Synergism between Specific Halide Anions and pH Effects during Nanosecond Laser Fragmentation of Ligand-Free Gold Nanoparticles

Gold nanoclusters (AuNCs) with diameters smaller than 3 nm are an emerging field of research because they possess interesting optical properties, such as photoluminescence. However, to date, it is still difficult to distinguish whether these properties originate from the cores of the nanoparticles or from the adsorbates on their surfaces. Hence, there is a high demand for ligand-free, ultra-small particles because they make it possible to study ligand and core effects separately. Pulsed laser fragmentation in liquids (LFL) is a convenient route for the synthesis of ligand-free AuNCs. The influence of physical parameters, such as melting and evaporation, on the LFL process is well understood both theoretically and experimentally. However, the impact of the chemical composition of the medium during LFL, which critically affects the particle formation process, has been less well examined. Therefore, in this work, we elucidate the extent to which the ionic strength, the pH value, and the nature of the halide anion that is present, that is, F-, Cl-, Br-, or I-, influence the particle size distribution of the LFL product and the mean yield of small particles (<3 nm) of the product.
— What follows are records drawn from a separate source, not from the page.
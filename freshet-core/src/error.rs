// Copyright 2026 Freshet contributors
// Licensed under the Apache License, Version 2.0
// http://www.apache.org/licenses/LICENSE-2.0

//! The concrete error type for applications that need one.
//!
//! Stream failure channels stay generic: a publisher's `Failure` type can be
//! any error, and [`Never`](crate::Never) forbids failure statically.
//! `FreshetError` is the canonical choice when nothing more specific exists.

/// Convenience alias using [`FreshetError`] as the error type.
pub type Result<T> = core::result::Result<T, FreshetError>;

/// Root error type for freshet operations.
///
/// Cloneable so it can serve as the stored terminal of a multicast subject,
/// which replays one failure to many subscribers.
#[derive(Clone, Debug, thiserror::Error)]
pub enum FreshetError {
    /// A bridged operation failed.
    #[error("operation failed: {context}")]
    Operation {
        /// Description of what went wrong.
        context: String,
    },

    /// A subscription could not make progress.
    #[error("subscription error: {context}")]
    Subscription {
        /// Details about the subscription failure.
        context: String,
    },

    /// An operation was attempted in an inappropriate state.
    #[error("invalid state: {message}")]
    InvalidState {
        /// Description of the invalid state.
        message: String,
    },

    /// An error produced by user code, carried through the stream.
    #[error("user error: {0}")]
    User(std::sync::Arc<dyn std::error::Error + Send + Sync>),
}

impl FreshetError {
    /// Creates an operation error with the given context.
    pub fn operation(context: impl Into<String>) -> Self {
        Self::Operation {
            context: context.into(),
        }
    }

    /// Creates a subscription error with the given context.
    pub fn subscription(context: impl Into<String>) -> Self {
        Self::Subscription {
            context: context.into(),
        }
    }

    /// Creates an invalid-state error with the given message.
    pub fn invalid_state(message: impl Into<String>) -> Self {
        Self::InvalidState {
            message: message.into(),
        }
    }

    /// Wraps an arbitrary error produced by user code.
    pub fn user(err: impl std::error::Error + Send + Sync + 'static) -> Self {
        Self::User(std::sync::Arc::new(err))
    }
}
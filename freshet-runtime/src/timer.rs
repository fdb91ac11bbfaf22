// Copyright 2026 Freshet contributors
// Licensed under the Apache License, Version 2.0
// http://www.apache.org/licenses/LICENSE-2.0

use freshet_core::CancelToken;

/// Handle to a delayed or repeating task scheduled on a run loop.
///
/// Cancellation is idempotent and final: once `cancel` returns, the timer
/// will not fire again (a tick already executing may finish). Dropping the
/// handle does *not* cancel the timer; fire-and-forget is allowed.
#[derive(Clone, Debug)]
pub struct TimerHandle {
    token: CancelToken,
}

impl TimerHandle {
    pub(crate) fn new() -> Self {
        Self {
            token: CancelToken::new(),
        }
    }

    pub(crate) fn token(&self) -> CancelToken {
        self.token.clone()
    }

    /// Stops the timer.
    pub fn cancel(&self) {
        self.token.cancel();
    }

    /// Returns `true` once the timer has been cancelled.
    #[must_use]
    pub fn is_cancelled(&self) -> bool {
        self.token.is_cancelled()
    }
}
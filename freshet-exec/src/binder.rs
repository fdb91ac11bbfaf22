// Copyright 2026 Freshet contributors
// Licensed under the Apache License, Version 2.0
// http://www.apache.org/licenses/LICENSE-2.0

use freshet_core::{
    AnySubscription, CancelHandle, Completion, Demand, Guarded, Never, Subscriber, Subscription,
    Watched, WatchedRef,
};
use freshet_runtime::Scheduler;
use std::sync::Arc;

/// A subscriber that binds stream values onto a weakly-held target, on a
/// confined scheduler.
///
/// Three guarantees:
///
/// - the target is never kept alive by the binding: it is held weakly and
///   re-checked inside every scheduled delivery;
/// - the binding closure runs where the scheduler says, so a run-loop
///   scheduler confines all target mutation to its thread;
/// - when the target is deallocated, the upstream subscription is cancelled
///   through the target's deinit hook, so no producer keeps working for a
///   consumer that is gone.
///
/// The binder requests unlimited demand - it applies no backpressure of its
/// own, the binding closure being assumed a cheap, idempotent mutation.
/// Terminal signals are intentionally ignored: the target has no
/// representation of stream termination.
///
/// ```
/// use freshet_core::{Publisher, ReplaySubject, Never, Watched};
/// use freshet_exec::Binder;
/// use freshet_runtime::RunLoop;
/// use std::sync::atomic::{AtomicU32, Ordering};
///
/// let run_loop = RunLoop::new("ui").unwrap();
/// let label = Watched::new(AtomicU32::new(0));
///
/// let subject = ReplaySubject::<u32, Never>::default();
/// subject.subscribe(Binder::new(&label, run_loop.scheduler(), |label, value| {
///     label.store(value, Ordering::SeqCst);
/// }));
///
/// subject.send(42);
/// ```
pub struct Binder<T, I, S> {
    target: WatchedRef<T>,
    scheduler: S,
    binding: Arc<dyn Fn(&T, I) + Send + Sync>,
    hook: Guarded<Option<CancelHandle>>,
}

impl<T, I, S> Binder<T, I, S>
where
    T: Send + Sync + 'static,
    I: Send + 'static,
    S: Scheduler,
{
    /// Binds a live target.
    pub fn new(
        target: &Watched<T>,
        scheduler: S,
        binding: impl Fn(&T, I) + Send + Sync + 'static,
    ) -> Self {
        Self::from_ref(target.downgrade(), scheduler, binding)
    }

    /// Binds a target behind an existing weak reference.
    pub fn from_ref(
        target: WatchedRef<T>,
        scheduler: S,
        binding: impl Fn(&T, I) + Send + Sync + 'static,
    ) -> Self {
        Self {
            target,
            scheduler,
            binding: Arc::new(binding),
            hook: Guarded::new(None),
        }
    }
}

impl<T, I, S> Subscriber for Binder<T, I, S>
where
    T: Send + Sync + 'static,
    I: Send + 'static,
    S: Scheduler,
{
    type Input = I;
    type Failure = Never;

    fn receive_subscription(&self, subscription: AnySubscription) {
        match self.target.upgrade() {
            Some(target) => {
                // Couple the subscription to the target's lifetime: the
                // upstream stops the moment its only consumer is gone.
                let upstream = subscription.clone();
                let hook = target.on_deinit(move || {
                    tracing::trace!("binder target deallocated; cancelling upstream");
                    upstream.cancel();
                });
                self.hook.with_lock(|slot| *slot = Some(hook));
                subscription.request(Demand::Unlimited);
            }
            None => subscription.cancel(),
        }
    }

    fn receive(&self, input: I) -> Demand {
        if self.target.is_gone() {
            return Demand::none();
        }
        let target = self.target.clone();
        let binding = self.binding.clone();
        self.scheduler.schedule(Box::new(move || {
            // Re-check on the confined thread; the target may have dropped
            // between scheduling and execution.
            if let Some(target) = target.upgrade() {
                binding(&target, input);
            }
        }));
        Demand::Unlimited
    }

    fn receive_completion(&self, _completion: Completion<Never>) {}
}
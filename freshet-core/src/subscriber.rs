// Copyright 2026 Freshet contributors
// Licensed under the Apache License, Version 2.0
// http://www.apache.org/licenses/LICENSE-2.0

use crate::completion::Completion;
use crate::demand::Demand;
use crate::subscription::AnySubscription;
use std::sync::Arc;

/// An entity that accepts a subscription, values, and exactly one terminal
/// signal.
///
/// A well-behaved publisher calls, in order: [`receive_subscription`] once,
/// [`receive`] zero or more times (never exceeding outstanding demand unless
/// the publisher is an unconditional pusher), and [`receive_completion`] at
/// most once, after which the subscription is dead.
///
/// Methods take `&self`: subscribers are shared across threads as trait
/// objects and manage any mutable state through interior mutability.
///
/// [`receive_subscription`]: Subscriber::receive_subscription
/// [`receive`]: Subscriber::receive
/// [`receive_completion`]: Subscriber::receive_completion
pub trait Subscriber: Send + Sync {
    /// The type of values this subscriber accepts.
    type Input;
    /// The failure type of the terminal signal.
    type Failure;

    /// Hands the subscriber its subscription. The subscriber typically
    /// retains the handle and issues its first demand here.
    fn receive_subscription(&self, subscription: AnySubscription);

    /// Delivers one value. The returned demand is added to the
    /// subscription's outstanding credit.
    fn receive(&self, input: Self::Input) -> Demand;

    /// Delivers the terminal signal. Nothing arrives after this.
    fn receive_completion(&self, completion: Completion<Self::Failure>);
}

/// A cloneable, type-erased [`Subscriber`] handle.
pub struct AnySubscriber<T, E> {
    inner: Arc<dyn Subscriber<Input = T, Failure = E>>,
}

impl<T, E> AnySubscriber<T, E> {
    /// Erases a concrete subscriber.
    pub fn new(subscriber: impl Subscriber<Input = T, Failure = E> + 'static) -> Self {
        Self {
            inner: Arc::new(subscriber),
        }
    }

    /// Wraps an already shared subscriber without another allocation.
    pub fn from_arc(subscriber: Arc<dyn Subscriber<Input = T, Failure = E>>) -> Self {
        Self { inner: subscriber }
    }
}

impl<T, E> Clone for AnySubscriber<T, E> {
    fn clone(&self) -> Self {
        Self {
            inner: self.inner.clone(),
        }
    }
}

impl<T, E> Subscriber for AnySubscriber<T, E>
where
    T: Send,
    E: Send,
{
    type Input = T;
    type Failure = E;

    fn receive_subscription(&self, subscription: AnySubscription) {
        self.inner.receive_subscription(subscription);
    }

    fn receive(&self, input: T) -> Demand {
        self.inner.receive(input)
    }

    fn receive_completion(&self, completion: Completion<E>) {
        self.inner.receive_completion(completion);
    }
}

impl<T, E> core::fmt::Debug for AnySubscriber<T, E> {
    fn fmt(&self, f: &mut core::fmt::Formatter<'_>) -> core::fmt::Result {
        f.debug_struct("AnySubscriber").finish_non_exhaustive()
    }
}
We showed that the yield of small particles can be enhanced by the synergism between pH and specific ion effects, which probably is attributable to the adsorption of specific anions. In addition, our findings indicated that anion-based stabilization depends critically on the type of anion. A direct Hofmeister effect was observed for anions in the neutral pH regime, whereas an indirect Hofmeister series was reported in alkaline solution, which probably was due to the more hydrophilic surfaces of the AuNCs that were formed.